The lines below, all of them, should be returned exactly as they appear.

Saved entries

◆ ◆ ◆ ◆

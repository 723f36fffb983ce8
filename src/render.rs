//! Drawing primitives the model renders through, plus the egui canvas backend.

use eframe::egui;

use crate::model::{Diagram, Selectable};

/// Average glyph advance as a fraction of the font size.
const CHAR_WIDTH_FACTOR: f32 = 0.6;

/// Text extent without a font system at hand.
pub fn approx_text_size(text: &str, size: f32) -> egui::Vec2 {
    egui::vec2(text.chars().count() as f32 * size * CHAR_WIDTH_FACTOR, size)
}

/// A target the diagram can draw itself onto, in world coordinates.
pub trait Surface {
    fn line(&mut self, a: egui::Pos2, b: egui::Pos2, stroke: egui::Stroke);

    fn disc(&mut self, center: egui::Pos2, radius: f32, color: egui::Color32);

    fn rect(&mut self, rect: egui::Rect, fill: Option<egui::Color32>, stroke: egui::Stroke);

    /// Draws `text` with its top-left corner at `pos`.
    fn text(&mut self, pos: egui::Pos2, text: &str, size: f32, color: egui::Color32);

    fn measure_text(&self, text: &str, size: f32) -> egui::Vec2 {
        approx_text_size(text, size)
    }
}

/// Pan and zoom of a canvas.
#[derive(Clone, Copy, Debug, PartialEq)]
pub struct View {
    pub pan_screen: egui::Vec2,
    pub zoom: f32,
}

impl Default for View {
    fn default() -> Self {
        Self {
            pan_screen: egui::Vec2::ZERO,
            zoom: 1.0,
        }
    }
}

impl View {
    pub fn world_to_screen(&self, origin: egui::Pos2, world: egui::Pos2) -> egui::Pos2 {
        origin + self.pan_screen + world.to_vec2() * self.zoom
    }

    pub fn screen_to_world(&self, origin: egui::Pos2, screen: egui::Pos2) -> egui::Pos2 {
        ((screen - origin - self.pan_screen) / self.zoom).to_pos2()
    }

    pub fn zoom_about_screen_point(
        &mut self,
        origin: egui::Pos2,
        screen_point: egui::Pos2,
        zoom_delta: f32,
    ) {
        let before = self.screen_to_world(origin, screen_point);
        self.zoom = (self.zoom * zoom_delta).clamp(0.1, 8.0);
        let after_screen = self.world_to_screen(origin, before);
        self.pan_screen += screen_point - after_screen;
    }
}

/// [`Surface`] over an egui painter, mapping world to screen through a [`View`].
pub struct PainterSurface<'a> {
    painter: &'a egui::Painter,
    view: View,
    origin: egui::Pos2,
}

impl<'a> PainterSurface<'a> {
    pub fn new(painter: &'a egui::Painter, view: View, origin: egui::Pos2) -> Self {
        Self {
            painter,
            view,
            origin,
        }
    }

    fn to_screen(&self, p: egui::Pos2) -> egui::Pos2 {
        self.view.world_to_screen(self.origin, p)
    }

    fn scaled(&self, stroke: egui::Stroke) -> egui::Stroke {
        egui::Stroke::new((stroke.width * self.view.zoom).max(1.0), stroke.color)
    }
}

impl Surface for PainterSurface<'_> {
    fn line(&mut self, a: egui::Pos2, b: egui::Pos2, stroke: egui::Stroke) {
        self.painter
            .line_segment([self.to_screen(a), self.to_screen(b)], self.scaled(stroke));
    }

    fn disc(&mut self, center: egui::Pos2, radius: f32, color: egui::Color32) {
        self.painter
            .circle_filled(self.to_screen(center), radius * self.view.zoom, color);
    }

    fn rect(&mut self, rect: egui::Rect, fill: Option<egui::Color32>, stroke: egui::Stroke) {
        let r = egui::Rect::from_min_max(self.to_screen(rect.min), self.to_screen(rect.max));
        if let Some(fill) = fill {
            self.painter.rect_filled(r, 0.0, fill);
        }
        if stroke != egui::Stroke::NONE {
            self.painter
                .rect_stroke(r, 0.0, self.scaled(stroke), egui::StrokeKind::Middle);
        }
    }

    fn text(&mut self, pos: egui::Pos2, text: &str, size: f32, color: egui::Color32) {
        let font_id = egui::FontId::proportional(size * self.view.zoom);
        self.painter.text(
            self.to_screen(pos),
            egui::Align2::LEFT_TOP,
            text,
            font_id,
            color,
        );
    }

    fn measure_text(&self, text: &str, size: f32) -> egui::Vec2 {
        let font_id = egui::FontId::proportional(size);
        self.painter
            .layout_no_wrap(text.to_string(), font_id, egui::Color32::WHITE)
            .size()
    }
}

pub fn draw_diagram(
    surface: &mut dyn Surface,
    diagram: &Diagram,
    is_selected: &dyn Fn(Selectable) -> bool,
    show_touch_bounds: bool,
) {
    diagram.draw(surface, is_selected, show_touch_bounds);
}

pub fn draw_background(painter: &egui::Painter, rect: egui::Rect, view: &View, grid_size: f32) {
    let bg = painter.ctx().style().visuals.extreme_bg_color;
    painter.rect_filled(rect, 0.0, bg);
    let grid_color = egui::Color32::from_gray(60);
    let spacing_screen = grid_size * view.zoom;
    if spacing_screen < 24.0 {
        return;
    }
    let start = rect.min + view.pan_screen;
    let x0 = ((rect.min.x - start.x) / spacing_screen).floor() * spacing_screen + start.x;
    let y0 = ((rect.min.y - start.y) / spacing_screen).floor() * spacing_screen + start.y;
    let stroke = egui::Stroke::new(1.0, grid_color);
    let mut x = x0;
    while x < rect.max.x {
        painter.line_segment([egui::pos2(x, rect.min.y), egui::pos2(x, rect.max.y)], stroke);
        x += spacing_screen;
    }
    let mut y = y0;
    while y < rect.max.y {
        painter.line_segment([egui::pos2(rect.min.x, y), egui::pos2(rect.max.x, y)], stroke);
        y += spacing_screen;
    }
}

/// Dashed grey outline of a rubber band given in world coordinates.
pub fn draw_rubber_band(surface: &mut dyn Surface, band: egui::Rect) {
    let stroke = egui::Stroke::new(1.0, egui::Color32::from_gray(150));
    let corners = [
        band.left_top(),
        band.right_top(),
        band.right_bottom(),
        band.left_bottom(),
    ];
    for i in 0..corners.len() {
        draw_dashed_line(surface, corners[i], corners[(i + 1) % corners.len()], stroke, 6.0, 4.0);
    }
}

fn draw_dashed_line(
    surface: &mut dyn Surface,
    a: egui::Pos2,
    b: egui::Pos2,
    stroke: egui::Stroke,
    dash_len: f32,
    gap_len: f32,
) {
    let v = b - a;
    let len = v.length();
    if len <= f32::EPSILON {
        return;
    }
    let dir = v / len;
    let mut pos = 0.0;
    let mut drawing = true;
    while pos < len {
        let next_pos = (pos + if drawing { dash_len } else { gap_len }).min(len);
        if drawing {
            surface.line(a + dir * pos, a + dir * next_pos, stroke);
        }
        pos = next_pos;
        drawing = !drawing;
    }
}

◆ ◆ ◆ ◆

» Response area
repository 723f36fffb983ce8
filename src/render.rs
//! Drawing primitives the model renders through, plus the egui canvas backend.

use eframe::egui;

use crate::model::{Diagram, Selectable};

/// Average glyph advance as a fraction of the font size.
const CHAR_WIDTH_FACTOR: f32 = 0.6;

/// Text extent without a font system at hand.
pub fn approx_text_size(text: &str, size: f32) -> egui::Vec2 {
    egui::vec2(text.chars().count() as f32 * size * CHAR_WIDTH_FACTOR, size)
}

/// A target the diagram can draw itself onto, in world coordinates.
pub trait Surface {
    fn line(&mut self, a: egui::Pos2, b: egui::Pos2, stroke: egui::Stroke);

    fn disc(&mut self, center: egui::Pos2, radius: f32, color: egui::Color32);

    fn rect(&mut self, rect: egui::Rect, fill: Option<egui::Color32>, stroke: egui::Stroke);

    /// Draws `text` with its top-left corner at `pos`.
    fn text(&mut self, pos: egui::Pos2, text: &str, size: f32, color: egui::Color32);

    fn measure_text(&self, text: &str, size: f32) -> egui::Vec2 {
        approx_text_size(text, size)
    }
}

/// Pan and zoom of a canvas.
#[derive(Clone, Copy, Debug, PartialEq)]
pub struct View {
    pub pan_screen: egui::Vec2,
    pub zoom: f32,
}

impl Default for View {
    fn default() -> Self {
        Self {
            pan_screen: egui::Vec2::ZERO,
            zoom: 1.0,
        }
    }
}

impl View {
    pub fn world_to_screen(&self, origin: egui::Pos2, world: egui::Pos2) -> egui::Pos2 {
        origin + self.pan_screen + world.to_vec2() * self.zoom
    }

    pub fn screen_to_world(&self, origin: egui::Pos2, screen: egui::Pos2) -> egui::Pos2 {
        ((screen - origin - self.pan_screen) / self.zoom).to_pos2()
    }

    pub fn zoom_about_screen_point(
        &mut self,
        origin: egui::Pos2,
        screen_point: egui::Pos2,
        zoom_delta: f32,
    ) {
        let before = self.screen_to_world(origin, screen_point);
        self.zoom = (self.zoom * zoom_delta).clamp(0.1, 8.0);
        let after_screen = self.world_to_screen(origin, before);
        self.pan_screen += screen_point - after_screen;
    }
}

/// [`Surface`] over an egui painter, mapping world to screen through a [`View`].
pub struct PainterSurface<'a> {
    painter: &'a egui::Painter,
    view: View,
    origin: egui::Pos2,
}

impl<'a> PainterSurface<'a> {
    pub fn new(painter: &'a egui::Painter, view: View, origin: egui::Pos2) -> Self {
        Self {
            painter,
            view,
            origin,
        }
    }

    fn to_screen(&self, p: egui::Pos2) -> egui::Pos2 {
        self.view.world_to_screen(self.origin, p)
    }

    fn scaled(&self, stroke: egui::Stroke) -> egui::Stroke {
        egui::Stroke::new((stroke.width * self.view.zoom).max(1.0), stroke.color)
    }
}

impl Surface for PainterSurface<'_> {
    fn line(&mut self, a: egui::Pos2, b: egui::Pos2, stroke: egui::Stroke) {
        self.painter
            .line_segment([self.to_screen(a), self.to_screen(b)], self.scaled(stroke));
    }

    fn disc(&mut self, center: egui::Pos2, radius: f32, color: egui::Color32) {
        self.painter
            .circle_filled(self.to_screen(center), radius * self.view.zoom, color);
    }

    fn rect(&mut self, rect: egui::Rect, fill: Option<egui::Color32>, stroke: egui::Stroke) {
        let r = egui::Rect::from_min_max(self.to_screen(rect.min), self.to_screen(rect.max));
        if let Some(fill) = fill {
            self.painter.rect_filled(r, 0.0, fill);
        }
        if stroke != egui::Stroke::NONE {
            self.painter
                .rect_stroke(r, 0.0, self.scaled(stroke), egui::StrokeKind::Middle);
        }
    }

    fn text(&mut self, pos: egui::Pos2, text: &str, size: f32, color: egui::Color32) {
        let font_id = egui::FontId::proportional(size * self.view.zoom);
        self.painter.text(
            self.to_screen(pos),
            egui::Align2::LEFT_TOP,
            text,
            font_id,
            color,
        );
    }

    fn measure_text(&self, text: &str, size: f32) -> egui::Vec2 {
        let font_id = egui::FontId::proportional(size);
        self.painter
            .layout_no_wrap(text.to_string(), font_id, egui::Color32::WHITE)
            .size()
    }
}

pub fn draw_diagram(
    surface: &mut dyn Surface,
    diagram: &Diagram,
    is_selected: &dyn Fn(Selectable) -> bool,
    show_touch_bounds: bool,
) {
    diagram.draw(surface, is_selected, show_touch_bounds);
}

pub fn draw_background(painter: &egui::Painter, rect: egui::Rect, view: &View, grid_size: f32) {
    let bg = painter.ctx().style().visuals.extreme_bg_color;
    painter.rect_filled(rect, 0.0, bg);
    let grid_color = egui::Color32::from_gray(60);
    let spacing_screen = grid_size * view.zoom;
    if spacing_screen < 24.0 {
        return;
    }
    let start = rect.min + view.pan_screen;
    let x0 = ((rect.min.x - start.x) / spacing_screen).floor() * spacing_screen + start.x;
    let y0 = ((rect.min.y - start.y) / spacing_screen).floor() * spacing_screen + start.y;
    let stroke = egui::Stroke::new(1.0, grid_color);
    let mut x = x0;
    while x < rect.max.x {
        painter.line_segment([egui::pos2(x, rect.min.y), egui::pos2(x, rect.max.y)], stroke);
        x += spacing_screen;
    }
    let mut y = y0;
    while y < rect.max.y {
        painter.line_segment([egui::pos2(rect.min.x, y), egui::pos2(rect.max.x, y)], stroke);
        y += spacing_screen;
    }
}

/// Dashed grey outline of a rubber band given in world coordinates.
pub fn draw_rubber_band(surface: &mut dyn Surface, band: egui::Rect) {
    let stroke = egui::Stroke::new(1.0, egui::Color32::from_gray(150));
    let corners = [
        band.left_top(),
        band.right_top(),
        band.right_bottom(),
        band.left_bottom(),
    ];
    for i in 0..corners.len() {
        draw_dashed_line(surface, corners[i], corners[(i + 1) % corners.len()], stroke, 6.0, 4.0);
    }
}

fn draw_dashed_line(
    surface: &mut dyn Surface,
    a: egui::Pos2,
    b: egui::Pos2,
    stroke: egui::Stroke,
    dash_len: f32,
    gap_len: f32,
) {
    let v = b - a;
    let len = v.length();
    if len <= f32::EPSILON {
        return;
    }
    let dir = v / len;
    let mut pos = 0.0;
    let mut drawing = true;
    while pos < len {
        let next_pos = (pos + if drawing { dash_len } else { gap_len }).min(len);
        if drawing {
            surface.line(a + dir * pos, a + dir * next_pos, stroke);
        }
        pos = next_pos;
        drawing = !drawing;
    }
}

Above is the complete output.